I have a binary search tree of height $$h$$ with an integer in each leaf. I also have a range $$[\ell,u]$$. I want to find a set of nodes that span the range $$[\ell,u]$$, i.e., a set $$S$$ of nodes such that the leaves under $$S$$ form all (and only) those leaves containing integers in the range $$[\ell,u]$$. How large does $$S$$ need to be, in the worst case, as a function of the height $$h$$? How do I find such a set explicitly?

I'm assuming you have parent pointers, you can probably avoid them by maintaining a couple stacks though.

Find the extremal two nodes $$\ell \leq p \leq q \leq u$$ and their common ancestor $$a$$ in $$O(h)$$ time. If nodes $$p$$ and $$q$$ are the same, return $$S = \{p\}$$.

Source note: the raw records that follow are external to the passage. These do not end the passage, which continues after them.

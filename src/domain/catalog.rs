use std::collections::HashMap;
use std::time::Duration;

use serde::{Deserialize, Serialize};

pub const DEFAULT_COOLDOWN_SECONDS: u64 = 1800;

const HOUR: u64 = 3600;
const DAY: u64 = 86400;

#[derive(Clone, Copy, Debug, PartialEq, Eq, Serialize, Deserialize)]
#[serde(rename_all = "snake_case")]
pub enum ActionGroup {
    Farm,
    ClubTask,
    PropertyPayment,
}

#[derive(Clone, Debug, PartialEq, Eq, Serialize, Deserialize)]
pub struct ActionDescriptor {
    pub name: String,
    pub cooldown_seconds: u64,
    pub group: ActionGroup,
}

impl ActionDescriptor {
    pub fn cooldown(&self) -> Duration {
        Duration::from_secs(self.cooldown_seconds)
    }
}

const BUILTIN: &[(&str, u64, ActionGroup)] = &[
    ("Схемы", 4 * HOUR, ActionGroup::Farm),
    ("Швейка", 4 * HOUR, ActionGroup::Farm),
    ("Волонтёрка", 3 * HOUR, ActionGroup::Farm),
    ("Скользкая", 3 * HOUR, ActionGroup::Farm),
    ("Питомец", 900, ActionGroup::Farm),
    ("Организация", 2 * HOUR, ActionGroup::Farm),
    ("Релог", 900, ActionGroup::Farm),
    ("Moto", 2 * HOUR, ActionGroup::ClubTask),
    ("Car Meet", 2 * HOUR, ActionGroup::ClubTask),
    ("Rednecks", 2 * HOUR, ActionGroup::ClubTask),
    ("The Epsilon Program", 2 * HOUR, ActionGroup::ClubTask),
    ("Merryweather", 2 * HOUR, ActionGroup::ClubTask),
    // the 6-day payment has always been tracked as 5 days
    ("Оплата на 6 дней", 5 * DAY, ActionGroup::PropertyPayment),
    ("Оплата на 29 дней", 29 * DAY, ActionGroup::PropertyPayment),
];

/// Read-only action → cooldown table, built once at startup.
#[derive(Clone, Debug)]
pub struct CooldownCatalog {
    actions: HashMap<String, ActionDescriptor>,
    default_cooldown: Duration,
}

impl CooldownCatalog {
    pub fn builtin() -> Self {
        Self::with_default(Duration::from_secs(DEFAULT_COOLDOWN_SECONDS))
    }

    pub fn with_default(default_cooldown: Duration) -> Self {
        let actions = BUILTIN
            .iter()
            .map(|(name, secs, group)| {
                (
                    name.to_string(),
                    ActionDescriptor {
                        name: name.to_string(),
                        cooldown_seconds: *secs,
                        group: *group,
                    },
                )
            })
            .collect();
        Self {
            actions,
            default_cooldown,
        }
    }

    pub fn cooldown_for(&self, action_name: &str) -> Duration {
        self.actions
            .get(action_name)
            .map(ActionDescriptor::cooldown)
            .unwrap_or(self.default_cooldown)
    }

    pub fn get(&self, action_name: &str) -> Option<&ActionDescriptor> {
        self.actions.get(action_name)
    }

    pub fn default_cooldown(&self) -> Duration {
        self.default_cooldown
    }

    /// All known actions, grouped then ordered by name.
    pub fn list_actions(&self) -> Vec<ActionDescriptor> {
        let mut out: Vec<ActionDescriptor> = self.actions.values().cloned().collect();
        out.sort_by(|a, b| {
            group_rank(a.group)
                .cmp(&group_rank(b.group))
                .then_with(|| a.name.cmp(&b.name))
        });
        out
    }
}

impl Default for CooldownCatalog {
    fn default() -> Self {
        Self::builtin()
    }
}

fn group_rank(group: ActionGroup) -> u8 {
    match group {
        ActionGroup::Farm => 0,
        ActionGroup::ClubTask => 1,
        ActionGroup::PropertyPayment => 2,
    }
}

While $$p$$ is the left child of its parent and its parent is not the common ancestor, let $$p := \text{parent}(p)$$. Similarly for $$q$$ but with being the right child as criterion.

Now if $$p$$ and $$q$$ are both the direct children of $$a$$ let $$S = \{a\}$$ and you are done. Otherwise initialize $$S = \{p, q\}$$ and repeat:

1. $$p := \text{parent}(p)$$
2. If $$p = a$$ break.
3. Add the right child of $$p$$ to $$S$$.

And to finish up, do the same for $$q$$ but adding the left children instead. Note that the first iteration of the above loop can add $$p$$ or $$q$$ to the set while it is already in it. If you use an array instead of a proper set you want to make a special case for the first iteration.

In the worst case this adds $$2h + O(1)$$ elements to $$S$$. This can be necessary too, consider a full binary tree where the range includes all but the smallest and biggest node.